New approaches for quantitative analysis of glycopeptides using liquid chromatography-mass spectrometry
MetadataShow full item record
The analysis of protein glycosylation is necessary to improve our understanding of various biological processes, as well as to facilitate correlation of glycan structures with healthy and disease states. In contrast to released glycan analysis, the key attractive feature of glycopeptide-based anlaysis is its ability of characterize the glycan population at each glycosylation site on. This dissertation focuses on the development of new approaches for separating, detecting and quantitating glycopeptides using liquid chromatography (LC)-mass spectrometry (MS). Chapter 1 is an introduction of glycosylation and its biological significant.

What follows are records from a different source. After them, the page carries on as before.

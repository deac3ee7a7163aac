//! Datagram framing and MessagePack bodies.
//!
//! Every datagram is `kind (1 byte) | message id (20 bytes) | body`, where
//! the body is a single MessagePack value. Request bodies are exactly
//! `[method, args]`; response bodies are whatever the method defines.
//! Framed requests are capped at 512 bytes and rejected at the sender.

use std::fmt;
use std::net::{IpAddr, SocketAddr};

use rand::Rng as _;
use rmpv::Value;

use crate::constants::{HEADER_LEN, MAX_REQUEST_LEN};
use crate::error::{KadError, Result};
use crate::node::{Node, NodeId};

pub const KIND_REQUEST: u8 = 0x00;
pub const KIND_RESPONSE: u8 = 0x01;

/// Random correlation id carried by every datagram.
#[derive(Clone, Copy, PartialEq, Eq, Hash)]
pub struct MessageId(pub [u8; 20]);

impl MessageId {
    pub fn random() -> Self {
        let mut id = [0u8; 20];
        rand::rng().fill(&mut id);
        Self(id)
    }
}

impl fmt::Debug for MessageId {
    fn fmt(&self, f: &mut fmt::Formatter<'_>) -> fmt::Result {
        write!(f, "MessageId({:02x}{:02x}..)", self.0[0], self.0[1])
    }
}

/// A decoded inbound datagram.
#[derive(Debug)]
pub enum Inbound {
    Request {
        id: MessageId,
        method: String,
        args: Vec<Value>,
    },
    Response {
        id: MessageId,
        body: Value,
    },
}

pub fn encode_request(id: &MessageId, method: &str, args: Vec<Value>) -> Result<Vec<u8>> {
    let body = Value::Array(vec![Value::from(method), Value::Array(args)]);
    let mut buf = Vec::with_capacity(64);
    buf.push(KIND_REQUEST);
    buf.extend_from_slice(&id.0);
    rmpv::encode::write_value(&mut buf, &body)
        .map_err(|e| KadError::Malformed(e.to_string()))?;
    if buf.len() > MAX_REQUEST_LEN {
        return Err(KadError::RequestTooLarge(buf.len()));
    }
    Ok(buf)
}

pub fn encode_response(id: &MessageId, body: &Value) -> Result<Vec<u8>> {
    let mut buf = Vec::with_capacity(64);
    buf.push(KIND_RESPONSE);
    buf.extend_from_slice(&id.0);
    rmpv::encode::write_value(&mut buf, body)
        .map_err(|e| KadError::Malformed(e.to_string()))?;
    Ok(buf)
}

pub fn decode(datagram: &[u8]) -> Result<Inbound> {
    if datagram.len() <= HEADER_LEN {
        return Err(KadError::Malformed(format!(
            "datagram too short: {} bytes",
            datagram.len()
        )));
    }
    let kind = datagram[0];
    let mut raw_id = [0u8; 20];
    raw_id.copy_from_slice(&datagram[1..HEADER_LEN]);
    let id = MessageId(raw_id);

    let mut rest = &datagram[HEADER_LEN..];
    let body = rmpv::decode::read_value(&mut rest)
        .map_err(|e| KadError::Malformed(e.to_string()))?;

    match kind {
        KIND_REQUEST => {
            let (method, args) = split_request(body)?;
            Ok(Inbound::Request { id, method, args })
        }
        KIND_RESPONSE => Ok(Inbound::Response { id, body }),
        other => Err(KadError::Malformed(format!(
            "unknown message kind {:#04x}",
            other
        ))),
    }
}

/// Request bodies are exactly `[name, args]`.
fn split_request(body: Value) -> Result<(String, Vec<Value>)> {
    let malformed = || KadError::Malformed("request body is not [name, args]".into());
    match body {
        Value::Array(mut items) if items.len() == 2 => {
            let args = match items.pop() {
                Some(Value::Array(args)) => args,
                _ => return Err(malformed()),
            };
            let method = match items.pop() {
                Some(Value::String(s)) => s.into_str().ok_or_else(malformed)?,
                _ => return Err(malformed()),
            };
            Ok((method, args))
        }
        _ => Err(malformed()),
    }
}

pub fn id_value(id: &NodeId) -> Value {
    Value::Binary(id.0.to_vec())
}

pub fn id_from(value: &Value) -> Result<NodeId> {
    value
        .as_slice()
        .and_then(|b| NodeId::from_bytes(b).ok())
        .ok_or_else(|| KadError::Malformed("expected a 20-byte id".into()))
}

/// A node on the wire is `[id, host, port]`.
pub fn node_value(node: &Node) -> Value {
    Value::Array(vec![
        Value::Binary(node.id.0.to_vec()),
        Value::from(node.addr.ip().to_string()),
        Value::from(node.addr.port()),
    ])
}

pub fn node_from(value: &Value) -> Result<Node> {
    let malformed = || KadError::Malformed("expected [id, host, port]".into());
    let items = value.as_array().ok_or_else(malformed)?;
    match items.as_slice() {
        [id, host, port] => {
            let id = id_from(id)?;
            let ip: IpAddr = host
                .as_str()
                .and_then(|h| h.parse().ok())
                .ok_or_else(malformed)?;
            let port = port
                .as_u64()
                .and_then(|p| u16::try_from(p).ok())
                .ok_or_else(malformed)?;
            Ok(Node::new(id, SocketAddr::new(ip, port)))
        }
        _ => Err(malformed()),
    }
}

pub fn node_list_value(nodes: &[Node]) -> Value {
    Value::Array(nodes.iter().map(node_value).collect())
}

pub fn node_list_from(value: &Value) -> Result<Vec<Node>> {
    let items = value
        .as_array()
        .ok_or_else(|| KadError::Malformed("expected a node list".into()))?;
    items.iter().map(node_from).collect()
}

/// An address on the wire is `[host, port]`.
pub fn addr_value(addr: &SocketAddr) -> Value {
    Value::Array(vec![
        Value::from(addr.ip().to_string()),
        Value::from(addr.port()),
    ])
}

pub fn addr_from(value: &Value) -> Result<SocketAddr> {
    let malformed = || KadError::Malformed("expected [host, port]".into());
    let items = value.as_array().ok_or_else(malformed)?;
    match items.as_slice() {
        [host, port] => {
            let ip: IpAddr = host
                .as_str()
                .and_then(|h| h.parse().ok())
                .ok_or_else(malformed)?;
            let port = port
                .as_u64()
                .and_then(|p| u16::try_from(p).ok())
                .ok_or_else(malformed)?;
            Ok(SocketAddr::new(ip, port))
        }
        _ => Err(malformed()),
    }
}
#[cfg(test)]
mod tests {
    use super::*;
    use std::net::{IpAddr, Ipv4Addr};

    fn addr(port: u16) -> SocketAddr {
        SocketAddr::new(IpAddr::V4(Ipv4Addr::LOCALHOST), port)
    }

    fn node(first_byte: u8, port: u16) -> Node {
        let mut id = [0u8; 20];
        id[0] = first_byte;
        Node::new(NodeId(id), addr(port))
    }

    fn table(ksize: usize) -> (RoutingTable, mpsc::UnboundedReceiver<Node>) {
        let (tx, rx) = mpsc::unbounded_channel();
        (
            RoutingTable::new(NodeId::MIN, ksize, Duration::from_secs(3600), tx),
            rx,
        )
    }

    fn check_partition(table: &RoutingTable) {
        let buckets = table.buckets.lock();
        assert_eq!(buckets[0].lo, NodeId::MIN);
        assert_eq!(buckets[buckets.len() - 1].hi, NodeId::MAX);
        for pair in buckets.windows(2) {
            assert_eq!(pair[1].lo, successor(&pair[0].hi));
            assert!(pair[0].hi < pair[1].lo);
        }
        for bucket in buckets.iter() {
            assert!(bucket.nodes.len() <= bucket.ksize);
            for n in &bucket.nodes {
                assert!(bucket.has_in_range(&n.id));
            }
        }
    }

    #[test]
    fn test_midpoint_and_successor() {
        let mid = midpoint(&NodeId::MIN, &NodeId::MAX);
        let mut expected = [0xffu8; 20];
        expected[0] = 0x7f;
        assert_eq!(mid, NodeId(expected));

        let next = successor(&mid);
        let mut upper_lo = [0u8; 20];
        upper_lo[0] = 0x80;
        assert_eq!(next, NodeId(upper_lo));
    }

    #[test]
    fn test_random_in_range_stays_in_range() {
        let mid = midpoint(&NodeId::MIN, &NodeId::MAX);
        let lo = successor(&mid);
        for _ in 0..50 {
            let id = random_in_range(&lo, &NodeId::MAX);
            assert!(lo <= id && id <= NodeId::MAX);
        }
    }

    #[test]
    fn test_bucket_add_refreshes_position() {
        let mut bucket = KBucket::new(NodeId::MIN, NodeId::MAX, 4);
        let a = node(1, 1);
        let b = node(2, 2);
        assert!(bucket.add(a));
        assert!(bucket.add(b));
        assert!(bucket.add(a));
        assert_eq!(bucket.nodes.len(), 2);
        assert_eq!(bucket.nodes[1].id, a.id);
    }

    #[test]
    fn test_bucket_remove_promotes_newest_replacement() {
        let mut bucket = KBucket::new(NodeId::MIN, NodeId::MAX, 2);
        bucket.add(node(1, 1));
        bucket.add(node(2, 2));
        assert!(!bucket.add(node(3, 3)));
        assert!(!bucket.add(node(4, 4)));

        bucket.remove(&node(1, 1).id);
        assert_eq!(bucket.nodes.len(), 2);
        // The most recently offered replacement takes the slot.
        assert_eq!(bucket.nodes[1].id, node(4, 4).id);
    }

    #[test]
    fn test_split_preserves_set() {
        let mut bucket = KBucket::new(NodeId::MIN, NodeId::MAX, 8);
        let members = [0x01u8, 0x42, 0x7f, 0x80, 0xc0, 0xff];
        for (i, byte) in members.iter().enumerate() {
            bucket.add(node(*byte, i as u16));
        }

        let (lower, upper) = bucket.split();
        assert_eq!(lower.nodes.len() + upper.nodes.len(), members.len());
        for n in &lower.nodes {
            assert!(lower.has_in_range(&n.id));
            assert!(n.id <= lower.hi);
        }
        for n in &upper.nodes {
            assert!(upper.has_in_range(&n.id));
        }
        assert_eq!(lower.nodes.len(), 3);
        assert_eq!(upper.nodes.len(), 3);
    }

    #[test]
    fn test_depth() {
        let mut bucket = KBucket::new(NodeId::MIN, NodeId::MAX, 8);
        // 10101000, 10101010, 10101100, 10101110 share exactly five bits.
        for (i, byte) in [0xa8u8, 0xaa, 0xac, 0xae].iter().enumerate() {
            bucket.add(node(*byte, i as u16));
        }
        assert_eq!(bucket.depth(), 5);
    }

    #[test]
    fn test_table_splits_and_keeps_partition() {
        let (table, _rx) = table(4);
        for i in 0..64u16 {
            let mut id = [0u8; 20];
            id[0] = (i * 4) as u8;
            id[19] = i as u8;
            table.add_contact(Node::new(NodeId(id), addr(9000 + i)));
        }
        assert!(table.buckets.lock().len() > 1);
        check_partition(&table);
    }

    #[test]
    fn test_local_id_never_stored() {
        let (table, _rx) = table(4);
        table.add_contact(Node::new(NodeId::MIN, addr(1)));
        assert_eq!(table.node_count(), 0);
    }

    #[test]
    fn test_full_unsplittable_bucket_pings_head_once() {
        let (table, mut rx) = table(4);
        // Four ids sharing a five-bit prefix fill the upper half; the local
        // id lives in the lower half.
        for (i, byte) in [0xa8u8, 0xaa, 0xac, 0xae].iter().enumerate() {
            table.add_contact(node(*byte, i as u16));
        }
        table.add_contact(node(0xa9, 99));

        let probed = rx.try_recv().expect("head should be probed");
        assert_eq!(probed.id, node(0xa8, 0).id);
        assert!(rx.try_recv().is_err());
        assert!(!table.has(&node(0xa9, 99).id));
        check_partition(&table);
    }

    #[test]
    fn test_find_neighbors_sorted_and_bounded() {
        let (table, _rx) = table(20);
        for i in 1..=10u8 {
            table.add_contact(node(i, i as u16));
        }

        let target = NodeId::MIN;
        let neighbors = table.find_neighbors(&target, 5, None);
        assert_eq!(neighbors.len(), 5);
        let firsts: Vec<u8> = neighbors.iter().map(|n| n.id.0[0]).collect();
        assert_eq!(firsts, vec![1, 2, 3, 4, 5]);
    }

    #[test]
    fn test_find_neighbors_excludes_target_and_home() {
        let (table, _rx) = table(20);
        let a = node(1, 1);
        let b = node(2, 2);
        table.add_contact(a);
        table.add_contact(b);

        let neighbors = table.find_neighbors(&a.id, 20, None);
        assert!(neighbors.iter().all(|n| n.id != a.id));

        let neighbors = table.find_neighbors(&NodeId::MIN, 20, Some(b.addr));
        assert!(neighbors.iter().all(|n| n.addr != b.addr));
    }

    #[test]
    fn test_empty_table_has_no_neighbors() {
        let (table, _rx) = table(20);
        assert!(table.find_neighbors(&NodeId::random(), 20, None).is_empty());
    }

    #[test]
    fn test_refresh_ids_cover_lonely_buckets() {
        let (tx, _rx) = mpsc::unbounded_channel();
        let table = RoutingTable::new(NodeId::MIN, 4, Duration::ZERO, tx);
        for i in 0..32u16 {
            let mut id = [0u8; 20];
            id[0] = (i * 8) as u8;
            id[19] = i as u8;
            table.add_contact(Node::new(NodeId(id), addr(9100 + i)));
        }

        std::thread::sleep(Duration::from_millis(5));
        let ids = table.refresh_ids();
        let buckets = table.buckets.lock();
        assert_eq!(ids.len(), buckets.len());
        for (id, bucket) in ids.iter().zip(buckets.iter()) {
            assert!(bucket.has_in_range(id));
        }
    }
}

Also included are description of the two commonly used approaches for glycomic study: released glycan analysis and glycopeptide analysis. Chapter 2 evaluates hydrophilic interaction chromatography (HILIC) for the separation of isomeric glycopeptide mixtures. The interaction between HILIC and glycopepitdes permit glycopeptides to be resolved based on differences in their amino acid sequences and/or their attached glycans. The separations of glycans in HILIC is sufficient to permit resolution of isomeric N-glycan structures, such as sialylated N-glycan isomers differing in α2-3 vs α2-6 linkages while these glycans remain attached to peptides. Chapter 3 investigates the kinetics of glycan release by PNGase F from glycopeptides of IgGs. LC-selective reaction monitoring (SRM) analysis of the glycopeptides from IgGs revealed that slight differences in amino acid sequences were not found to cause a statistically different deglycosylation rate. However, significant differences in the rate constant associated with this reaction were observed between glycopeptides with differing only in glycan structure (i.e. non-fucosylated, fucosylated, bisecting-GlcNAc, sialylated, etc.). Chapter 4 investigates the PNGase F catalyzed release of glycans from a variety of standard glycoproteins (Ribonuclease B, Fetuin, and Transferrin) to determine if there are correlation between glycan structure, peptide sequence and the rate of glycan release. The experimental results revealed that significant differences in the deglycosylation rate constants were found between glycopeptides with very different peptides sequences but the same glycan structure, as well as between glycopeptides differing only in glycan structures. We predict the differences in release kinetics can lead to significant quantitative variations.